Description
Growth is the fundamental driving force of modern economics. Growth can be measured using macroeconomics measures such as GDP, productivity, and stock market indices. Unfortunately many economists focus solely on the metrics and not on the microeconomic behaviors that cause the metrics to change. A classic example of Goodhart’s law at play.
The same rise in GDP can come from building a bridge to nowhere as it can from investing in building new schools. Of course building new schools is more “healthy” in terms of adding true value to the economy and acting as a force multiplier to create more success in the future by educating children more effectively.
China’s policymakers seem to be awakening to this concept, hence China’s crackdown on cryptocurrency mining, their exploitative tutoring industry, algorithmic social media apps, and gig-worker apps.

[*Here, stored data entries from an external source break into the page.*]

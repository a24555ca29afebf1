//! Reusable view components.

pub mod diagram;
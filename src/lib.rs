//! Interactive 3D link diagram: force layout, metric-encoded size or depth, hover
//! and selection picking.

use leptos::prelude::*;
use leptos_meta::*;
use leptos_router::components::*;
use leptos_router::path;
use log::{Level, info};

// Modules
mod components;
mod pages;

// Top-Level pages
use crate::pages::home::{FlatHome, Home};
use crate::pages::not_found::NotFound;

/// Initialize logging and panic hooks for the WASM target.
pub fn init_logging() {
	let _ = console_log::init_with_level(Level::Debug);
	console_error_panic_hook::set_once();
	info!("Logging initialized");
}

/// An app router for the perspective and flat diagrams, with a 404 fallback
#[component]
pub fn App() -> impl IntoView {
	// Provides context that manages stylesheets, titles, meta tags, etc.
	provide_meta_context();

	view! {
		<Html attr:lang="en" attr:dir="ltr" attr:data-theme="light" />

		// sets the document title
		<Title text="Link Diagram" />

		// injects metadata in the <head> of the page
		<Meta charset="UTF-8" />
		<Meta name="viewport" content="width=device-width, initial-scale=1.0" />

		<Router>
			<Routes fallback=|| view! { <NotFound /> }>
				<Route path=path!("/") view=Home />
				<Route path=path!("/flat") view=FlatHome />
			</Routes>
		</Router>
	}
}
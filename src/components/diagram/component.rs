use std::cell::RefCell;
use std::rc::Rc;

use leptos::prelude::*;
use log::error;
use send_wrapper::SendWrapper;
use web_sys::HtmlCanvasElement;

use super::host::DiagramHost;
use super::types::{CameraMode, DiagramConfig, DiagramData};

#[component]
pub fn DiagramCanvas(
	#[prop(into)] data: Signal<DiagramData>,
	#[prop(into)] metric_key: Signal<String>,
	#[prop(default = CameraMode::Perspective)] camera_mode: CameraMode,
	#[prop(default = false)] fullscreen: bool,
	#[prop(optional)] config: Option<DiagramConfig>,
) -> impl IntoView {
	let canvas_ref = NodeRef::<leptos::html::Canvas>::new();
	let host: Rc<RefCell<Option<DiagramHost>>> = Rc::new(RefCell::new(None));
	let failure = RwSignal::new(None::<String>);
	let base = config.unwrap_or_default();

	let host_init = host.clone();
	Effect::new(move |_| {
		let Some(canvas) = canvas_ref.get() else {
			return;
		};
		let canvas: HtmlCanvasElement = canvas.into();
		let data = data.get();
		let config = DiagramConfig {
			camera_mode,
			metric_key: metric_key.get_untracked(),
			..base.clone()
		};

		if let Some(mut previous) = host_init.borrow_mut().take() {
			previous.stop();
		}
		match DiagramHost::new(canvas, &data, config, fullscreen) {
			Ok(mut diagram) => {
				diagram.start();
				failure.set(None);
				*host_init.borrow_mut() = Some(diagram);
			}
			Err(err) => {
				error!("diagram failed to initialize: {err}");
				failure.set(Some(err.to_string()));
			}
		}
	});

	let host_sizing = host.clone();
	Effect::new(move |_| {
		let key = metric_key.get();
		if let Some(ref diagram) = *host_sizing.borrow() {
			diagram.update_sizing(&key);
		}
	});

	let host_cleanup = SendWrapper::new(host);
	on_cleanup(move || {
		if let Some(mut diagram) = host_cleanup.borrow_mut().take() {
			diagram.stop();
		}
	});

	view! {
		<canvas node_ref=canvas_ref class="link-diagram-canvas" style="display: block;" />
		{move || failure.get().map(|msg| view! { <p class="diagram-error">{msg}</p> })}
	}
}
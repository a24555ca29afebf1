use std::collections::HashMap;

/// Stable identifier of a node.
pub type NodeId = String;
/// Stable identifier of a link.
pub type LinkId = String;

#[derive(Clone, Debug, Default)]
pub struct DiagramNode {
	pub id: NodeId,
	pub color: String,
	pub metrics: HashMap<String, f64>,
}

#[derive(Clone, Debug, Default)]
pub struct DiagramLink {
	pub id: LinkId,
	pub source: NodeId,
	pub target: NodeId,
	pub metrics: HashMap<String, f64>,
}

#[derive(Clone, Debug, Default)]
pub struct DiagramData {
	pub nodes: Vec<DiagramNode>,
	pub links: Vec<DiagramLink>,
}

/// Projection used for the lifetime of a diagram.
///
/// Perspective encodes the metric as depth, orthographic encodes it as size.
#[derive(Clone, Copy, Debug, Default, PartialEq, Eq)]
pub enum CameraMode {
	Orthographic,
	#[default]
	Perspective,
}

/// Width and height of the output surface in CSS pixels.
#[derive(Clone, Copy, Debug, Default, PartialEq)]
pub struct Viewport {
	pub width: f64,
	pub height: f64,
}

impl Viewport {
	pub fn new(width: f64, height: f64) -> Self {
		Self { width, height }
	}

	pub fn aspect(&self) -> f64 {
		self.width / self.height
	}
}

/// Tunables for a diagram. Camera mode and metric key are usually overridden by
/// the component props.
#[derive(Clone, Debug)]
pub struct DiagramConfig {
	pub camera_mode: CameraMode,
	pub metric_key: String,
	pub node_radius: f32,
	pub background: String,
	pub link_color: String,
	pub hover_color: String,
	pub selected_color: String,
	/// Clicking the selected node again clears the selection.
	pub click_toggles_selection: bool,
	pub frustum_size: f32,
	pub fov_degrees: f32,
	pub standoff: f32,
	pub damping: f32,
	pub layout_interval_ms: i32,
}

impl Default for DiagramConfig {
	fn default() -> Self {
		Self {
			camera_mode: CameraMode::Perspective,
			metric_key: "count".into(),
			node_radius: 10.0,
			background: "#e9eae3".into(),
			link_color: "#8a8d80".into(),
			hover_color: "#ff7f0e".into(),
			selected_color: "#d62728".into(),
			click_toggles_selection: false,
			frustum_size: 1000.0,
			fov_degrees: 45.0,
			standoff: 250.0,
			damping: 0.1,
			layout_interval_ms: 16,
		}
	}
}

The question remains whether these crackdowns are surface level or truly address the root of unhealthy growth in their economy, but the indication of awareness of healthy growth is an indicator that China’s policymakers are strategically ahead of many countries.
Examples
Unhealthy Growth
- Pointless infrastructure projects
- Administration
- Exploitative financial instruments (certain derivatives, things which cause excessive speculation, things detached from value generation)
- Addictive software that reduces productivity and causes mental health issues
- Excessive consumer debt
- Middleman industries (resellers, repackagers, etc.)
- Gatekeeper industries (academic journals, patent trolls, etc.)
Healthy Growth
- Manufacturing critical goods without planned obsolescence (microchips, medicine, transport, housing, nanotechnology, robotics, etc.)
- Useful infrastructure (utilities, telecom, transport, etc.)
- Investing in the next generation
- Sustainability and preventing existential risk
- Meta success (education, better planning, productivity, etc.)
- Human safety (healthcare, mental health, safer roads, pollution, exercise, diet, etc.)